(DATASET EXCERPTS Opens)

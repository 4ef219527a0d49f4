use crate::error::{Result, ScannerError};
use std::fs;
use std::path::Path;
use tracing_subscriber::{fmt, prelude::*, EnvFilter};

/// Initializes the logging system with both console and file output.
///
/// Fails without installing anything when the log directory cannot be created.
pub fn init_logging(log_dir: &Path) -> Result<()> {
    fs::create_dir_all(log_dir).map_err(|e| {
        ScannerError::Config(format!(
            "Cannot create log directory '{}': {}",
            log_dir.display(),
            e
        ))
    })?;

    // Create a non-blocking file appender for daily log rotation
    let file_appender = tracing_appender::rolling::daily(log_dir, "event_scanner.log");
    let (non_blocking_writer, _guard) = tracing_appender::non_blocking(file_appender);

    // Create a JSON layer for file logging
    let file_layer = fmt::layer().json().with_writer(non_blocking_writer);

    // Console output goes to stderr so command results on stdout stay clean
    let console_layer = fmt::layer().with_target(true).with_writer(std::io::stderr);

    // Respect RUST_LOG if set; otherwise default to info for our crate
    let env_filter = EnvFilter::try_from_default_env()
        .unwrap_or_else(|_| EnvFilter::new("ai_event_scanner=info,warn"));

    // Set the global default subscriber
    tracing_subscriber::registry()
        .with(env_filter)
        .with(file_layer)
        .with(console_layer)
        .init();

    // We need to keep the guard in scope to ensure logs are flushed on exit
    std::mem::forget(_guard);
    Ok(())
}
use super::event::{Category, Event};
use crate::error::{Result, ScannerError};
use serde::{Deserialize, Deserializer, Serialize};
use std::collections::{BTreeMap, HashSet};
use std::fmt;

/// The (month, year) pair a collection is loaded for
#[derive(Debug, Clone, Copy, PartialEq, Eq, Hash, Serialize, Deserialize)]
pub struct CollectionScope {
    pub month: u32,
    pub year: i32,
}

impl CollectionScope {
    pub fn new(month: u32, year: i32) -> Result<Self> {
        if !(1..=12).contains(&month) {
            return Err(ScannerError::Validation(
                "Month must be between 1 and 12".to_string(),
            ));
        }
        Ok(Self { month, year })
    }

    pub fn current() -> Self {
        use chrono::Datelike;
        let now = chrono::Local::now();
        Self {
            month: now.month(),
            year: now.year(),
        }
    }
}

impl fmt::Display for CollectionScope {
    fn fmt(&self, f: &mut fmt::Formatter<'_>) -> fmt::Result {
        write!(f, "{:02}/{}", self.month, self.year)
    }
}

/// Result of applying a watched flag to the in-memory collection
#[derive(Debug, Clone, Copy, PartialEq, Eq)]
pub enum WatchChange {
    Changed,
    Unchanged,
    Missing,
}

/// Month-scoped set of events with the server's category index and counters.
///
/// The category buckets are taken from the server as-is and never recomputed
/// locally; the only mutation allowed is [`EventCollection::apply_watch`].
#[derive(Debug, Clone, PartialEq, Serialize, Deserialize)]
#[serde(rename_all = "camelCase")]
pub struct EventCollection {
    events: Vec<Event>,
    #[serde(default, deserialize_with = "merge_category_buckets")]
    events_by_category: BTreeMap<Category, Vec<Event>>,
    total_events: usize,
    watched_count: usize,
    month: u32,
    year: i32,
}

impl EventCollection {
    pub fn events(&self) -> &[Event] {
        &self.events
    }

    pub fn buckets(&self) -> &BTreeMap<Category, Vec<Event>> {
        &self.events_by_category
    }

    pub fn bucket(&self, category: Category) -> &[Event] {
        self.events_by_category
            .get(&category)
            .map(Vec::as_slice)
            .unwrap_or(&[])
    }

    pub fn total_events(&self) -> usize {
        self.total_events
    }

    pub fn watched_count(&self) -> usize {
        self.watched_count
    }

    pub fn scope(&self) -> CollectionScope {
        CollectionScope {
            month: self.month,
            year: self.year,
        }
    }

    pub fn is_empty(&self) -> bool {
        self.events.is_empty()
    }

    pub fn find(&self, event_id: &str) -> Option<&Event> {
        self.events.iter().find(|e| e.id == event_id)
    }

    /// Checks the derived views against the canonical sequence: counters match,
    /// every bucket entry exists in the sequence with the same watched flag, and
    /// every event of the sequence sits in some bucket.
    pub fn is_consistent(&self) -> bool {
        let watched = self.events.iter().filter(|e| e.is_watched).count();
        if self.total_events != self.events.len() || self.watched_count != watched {
            return false;
        }

        let mut bucketed = HashSet::new();
        for (category, bucket) in &self.events_by_category {
            for entry in bucket {
                match self.find(&entry.id) {
                    Some(canonical)
                        if canonical.is_watched == entry.is_watched
                            && canonical.category == *category =>
                    {
                        bucketed.insert(entry.id.as_str());
                    }
                    _ => return false,
                }
            }
        }
        self.events.iter().all(|e| bucketed.contains(e.id.as_str()))
    }

    /// Sets the watched flag of `event_id` in the canonical sequence and in every
    /// bucket entry carrying that id, adjusting the watched counter by one.
    pub fn apply_watch(&mut self, event_id: &str, watched: bool) -> WatchChange {
        let Some(event) = self.events.iter_mut().find(|e| e.id == event_id) else {
            return WatchChange::Missing;
        };
        if event.is_watched == watched {
            return WatchChange::Unchanged;
        }
        event.is_watched = watched;

        for entry in self
            .events_by_category
            .values_mut()
            .flat_map(|bucket| bucket.iter_mut())
            .filter(|entry| entry.id == event_id)
        {
            entry.is_watched = watched;
        }

        if watched {
            self.watched_count += 1;
        } else {
            self.watched_count = self.watched_count.saturating_sub(1);
        }
        WatchChange::Changed
    }
}

/// Folds the server's string-keyed buckets into category keys, appending when
/// two raw keys resolve to the same category.
fn merge_category_buckets<'de, D>(
    deserializer: D,
) -> std::result::Result<BTreeMap<Category, Vec<Event>>, D::Error>
where
    D: Deserializer<'de>,
{
    let raw = Option::<BTreeMap<String, Vec<Event>>>::deserialize(deserializer)?.unwrap_or_default();
    let mut merged: BTreeMap<Category, Vec<Event>> = BTreeMap::new();
    for (name, events) in raw {
        merged
            .entry(Category::from_name(&name))
            .or_default()
            .extend(events);
    }
    Ok(merged)
}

(DATASET EXCERPTS Closes)

Write down exactly the span of lines above from the one containing "for our crate" to the one containing "use chrono::Datelike;", both ends included.

**TASK RESPONSE**
    // Respect RUST_LOG if set; otherwise default to info for our crate
    let env_filter = EnvFilter::try_from_default_env()
        .unwrap_or_else(|_| EnvFilter::new("ai_event_scanner=info,warn"));

    // Set the global default subscriber
    tracing_subscriber::registry()
        .with(env_filter)
        .with(file_layer)
        .with(console_layer)
        .init();

    // We need to keep the guard in scope to ensure logs are flushed on exit
    std::mem::forget(_guard);
    Ok(())
}
use super::event::{Category, Event};
use crate::error::{Result, ScannerError};
use serde::{Deserialize, Deserializer, Serialize};
use std::collections::{BTreeMap, HashSet};
use std::fmt;

/// The (month, year) pair a collection is loaded for
#[derive(Debug, Clone, Copy, PartialEq, Eq, Hash, Serialize, Deserialize)]
pub struct CollectionScope {
    pub month: u32,
    pub year: i32,
}

impl CollectionScope {
    pub fn new(month: u32, year: i32) -> Result<Self> {
        if !(1..=12).contains(&month) {
            return Err(ScannerError::Validation(
                "Month must be between 1 and 12".to_string(),
            ));
        }
        Ok(Self { month, year })
    }

    pub fn current() -> Self {
        use chrono::Datelike;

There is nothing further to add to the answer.